§ **Directions**
In how many lines of the records does "type" appear? Answer with one number.

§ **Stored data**

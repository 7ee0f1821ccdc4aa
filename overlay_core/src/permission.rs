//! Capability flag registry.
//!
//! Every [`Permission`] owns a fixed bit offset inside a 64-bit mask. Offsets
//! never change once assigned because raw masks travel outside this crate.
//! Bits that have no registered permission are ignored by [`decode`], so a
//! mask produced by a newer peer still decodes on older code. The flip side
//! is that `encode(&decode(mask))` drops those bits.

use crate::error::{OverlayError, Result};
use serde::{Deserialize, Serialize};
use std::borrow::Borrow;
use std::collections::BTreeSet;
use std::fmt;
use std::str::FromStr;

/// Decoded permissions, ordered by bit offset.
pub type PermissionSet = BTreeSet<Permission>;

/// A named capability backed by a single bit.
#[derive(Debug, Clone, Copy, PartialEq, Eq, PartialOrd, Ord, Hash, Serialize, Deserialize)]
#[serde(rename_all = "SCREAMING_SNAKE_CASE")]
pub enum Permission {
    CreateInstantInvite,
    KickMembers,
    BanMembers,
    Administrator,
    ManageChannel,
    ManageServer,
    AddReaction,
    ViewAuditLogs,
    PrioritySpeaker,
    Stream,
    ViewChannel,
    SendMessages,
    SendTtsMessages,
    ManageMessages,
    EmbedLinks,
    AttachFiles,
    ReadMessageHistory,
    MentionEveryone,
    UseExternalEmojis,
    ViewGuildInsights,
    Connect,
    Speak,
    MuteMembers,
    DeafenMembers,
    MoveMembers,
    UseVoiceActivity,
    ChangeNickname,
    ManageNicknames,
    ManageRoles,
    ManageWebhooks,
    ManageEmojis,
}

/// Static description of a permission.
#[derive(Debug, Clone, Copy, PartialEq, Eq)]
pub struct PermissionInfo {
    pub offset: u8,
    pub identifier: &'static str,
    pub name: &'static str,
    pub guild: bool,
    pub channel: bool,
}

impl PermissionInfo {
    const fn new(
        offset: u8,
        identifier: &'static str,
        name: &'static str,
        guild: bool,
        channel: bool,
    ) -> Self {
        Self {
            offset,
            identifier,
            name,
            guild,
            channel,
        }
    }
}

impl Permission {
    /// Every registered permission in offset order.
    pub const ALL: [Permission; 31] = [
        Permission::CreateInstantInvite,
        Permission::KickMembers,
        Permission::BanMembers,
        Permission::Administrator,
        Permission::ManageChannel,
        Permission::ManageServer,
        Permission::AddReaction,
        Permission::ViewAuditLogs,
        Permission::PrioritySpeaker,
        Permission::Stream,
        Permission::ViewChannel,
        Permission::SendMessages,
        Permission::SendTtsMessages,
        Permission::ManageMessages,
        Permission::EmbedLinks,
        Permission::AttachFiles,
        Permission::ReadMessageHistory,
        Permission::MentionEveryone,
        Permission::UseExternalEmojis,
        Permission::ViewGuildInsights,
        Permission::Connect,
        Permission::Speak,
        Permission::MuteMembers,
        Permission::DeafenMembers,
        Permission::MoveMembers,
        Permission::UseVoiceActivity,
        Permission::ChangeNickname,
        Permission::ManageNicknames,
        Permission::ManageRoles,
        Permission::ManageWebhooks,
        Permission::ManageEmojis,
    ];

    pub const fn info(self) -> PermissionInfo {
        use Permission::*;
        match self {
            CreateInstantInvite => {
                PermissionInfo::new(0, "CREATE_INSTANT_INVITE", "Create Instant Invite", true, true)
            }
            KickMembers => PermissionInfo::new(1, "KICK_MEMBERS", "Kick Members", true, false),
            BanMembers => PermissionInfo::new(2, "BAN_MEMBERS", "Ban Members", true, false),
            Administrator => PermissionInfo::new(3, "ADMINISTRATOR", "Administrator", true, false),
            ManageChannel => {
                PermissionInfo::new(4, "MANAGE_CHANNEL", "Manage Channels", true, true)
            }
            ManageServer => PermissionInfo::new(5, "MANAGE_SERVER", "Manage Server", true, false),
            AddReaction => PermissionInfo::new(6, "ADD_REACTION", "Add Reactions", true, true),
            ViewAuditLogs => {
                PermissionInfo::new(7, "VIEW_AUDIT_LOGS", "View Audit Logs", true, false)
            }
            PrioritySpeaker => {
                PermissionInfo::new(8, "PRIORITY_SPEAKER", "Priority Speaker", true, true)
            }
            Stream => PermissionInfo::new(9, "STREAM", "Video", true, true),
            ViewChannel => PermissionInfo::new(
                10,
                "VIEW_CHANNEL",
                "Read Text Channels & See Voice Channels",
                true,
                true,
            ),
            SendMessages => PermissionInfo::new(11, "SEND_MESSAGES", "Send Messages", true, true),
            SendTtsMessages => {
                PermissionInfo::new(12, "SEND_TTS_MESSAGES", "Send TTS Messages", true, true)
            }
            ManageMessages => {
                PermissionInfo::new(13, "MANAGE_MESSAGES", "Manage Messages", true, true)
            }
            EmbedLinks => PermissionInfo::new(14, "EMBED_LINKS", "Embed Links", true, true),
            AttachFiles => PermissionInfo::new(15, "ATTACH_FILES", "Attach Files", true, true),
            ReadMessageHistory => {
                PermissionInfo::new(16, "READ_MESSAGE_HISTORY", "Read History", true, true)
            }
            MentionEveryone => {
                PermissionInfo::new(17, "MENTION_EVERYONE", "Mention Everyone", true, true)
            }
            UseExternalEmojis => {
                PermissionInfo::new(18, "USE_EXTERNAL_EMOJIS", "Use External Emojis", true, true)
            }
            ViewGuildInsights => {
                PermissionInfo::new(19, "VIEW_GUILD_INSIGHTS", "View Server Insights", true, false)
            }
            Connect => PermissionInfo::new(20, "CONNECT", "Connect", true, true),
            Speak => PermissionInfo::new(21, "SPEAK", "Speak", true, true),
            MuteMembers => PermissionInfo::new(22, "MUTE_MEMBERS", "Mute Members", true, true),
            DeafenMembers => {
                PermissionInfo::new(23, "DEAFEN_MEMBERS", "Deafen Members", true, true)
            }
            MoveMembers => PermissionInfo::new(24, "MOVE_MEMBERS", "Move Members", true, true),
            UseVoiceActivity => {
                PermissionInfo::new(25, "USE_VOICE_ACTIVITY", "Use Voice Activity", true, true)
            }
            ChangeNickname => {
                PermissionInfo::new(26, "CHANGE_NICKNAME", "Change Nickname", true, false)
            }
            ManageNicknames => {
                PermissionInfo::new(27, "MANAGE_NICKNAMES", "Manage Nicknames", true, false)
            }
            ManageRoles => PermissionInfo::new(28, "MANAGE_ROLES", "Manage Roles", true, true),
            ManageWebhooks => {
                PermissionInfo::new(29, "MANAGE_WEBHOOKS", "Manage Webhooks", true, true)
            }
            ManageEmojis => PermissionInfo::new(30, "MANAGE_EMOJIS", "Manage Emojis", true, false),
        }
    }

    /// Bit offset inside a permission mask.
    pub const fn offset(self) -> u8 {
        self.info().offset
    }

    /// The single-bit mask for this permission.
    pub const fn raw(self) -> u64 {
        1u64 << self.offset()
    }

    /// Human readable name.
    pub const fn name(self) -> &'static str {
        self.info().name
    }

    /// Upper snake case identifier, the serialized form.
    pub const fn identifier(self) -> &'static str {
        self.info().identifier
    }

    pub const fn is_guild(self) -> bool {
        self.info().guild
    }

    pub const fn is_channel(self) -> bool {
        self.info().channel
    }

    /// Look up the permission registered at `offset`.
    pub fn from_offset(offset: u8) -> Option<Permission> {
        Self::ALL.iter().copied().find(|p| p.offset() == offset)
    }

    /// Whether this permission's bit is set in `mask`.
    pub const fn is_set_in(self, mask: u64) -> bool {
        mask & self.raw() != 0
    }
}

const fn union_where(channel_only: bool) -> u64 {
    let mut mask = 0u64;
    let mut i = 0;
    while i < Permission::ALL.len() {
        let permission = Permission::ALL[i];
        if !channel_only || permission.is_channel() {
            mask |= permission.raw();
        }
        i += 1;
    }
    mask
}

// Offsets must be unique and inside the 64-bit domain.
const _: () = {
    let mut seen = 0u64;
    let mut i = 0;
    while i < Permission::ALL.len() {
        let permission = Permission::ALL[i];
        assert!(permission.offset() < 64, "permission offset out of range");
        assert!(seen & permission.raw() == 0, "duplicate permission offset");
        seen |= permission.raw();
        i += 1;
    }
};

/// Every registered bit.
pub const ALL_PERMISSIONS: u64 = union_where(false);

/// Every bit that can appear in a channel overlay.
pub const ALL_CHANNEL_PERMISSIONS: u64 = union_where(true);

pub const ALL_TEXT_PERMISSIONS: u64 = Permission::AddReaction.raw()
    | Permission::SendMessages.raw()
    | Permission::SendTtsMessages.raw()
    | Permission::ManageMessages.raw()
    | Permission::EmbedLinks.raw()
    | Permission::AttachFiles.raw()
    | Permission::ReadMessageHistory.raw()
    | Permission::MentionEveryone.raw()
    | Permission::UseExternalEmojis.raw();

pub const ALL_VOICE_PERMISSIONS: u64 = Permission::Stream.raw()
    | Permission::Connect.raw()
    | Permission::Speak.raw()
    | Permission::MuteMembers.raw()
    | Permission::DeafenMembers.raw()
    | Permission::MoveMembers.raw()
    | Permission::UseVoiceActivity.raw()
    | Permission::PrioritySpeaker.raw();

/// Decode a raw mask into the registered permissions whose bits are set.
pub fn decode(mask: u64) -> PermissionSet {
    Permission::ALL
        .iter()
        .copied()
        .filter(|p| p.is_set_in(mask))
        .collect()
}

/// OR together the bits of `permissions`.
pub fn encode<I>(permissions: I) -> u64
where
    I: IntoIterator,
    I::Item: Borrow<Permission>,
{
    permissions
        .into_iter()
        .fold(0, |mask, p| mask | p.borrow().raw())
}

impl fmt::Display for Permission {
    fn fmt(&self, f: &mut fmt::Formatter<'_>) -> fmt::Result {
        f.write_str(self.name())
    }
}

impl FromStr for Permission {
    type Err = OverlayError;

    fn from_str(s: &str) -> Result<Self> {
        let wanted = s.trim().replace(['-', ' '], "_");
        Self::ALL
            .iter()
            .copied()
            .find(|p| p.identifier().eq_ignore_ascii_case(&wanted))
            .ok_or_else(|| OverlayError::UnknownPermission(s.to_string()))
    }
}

§ **Expected answer**
2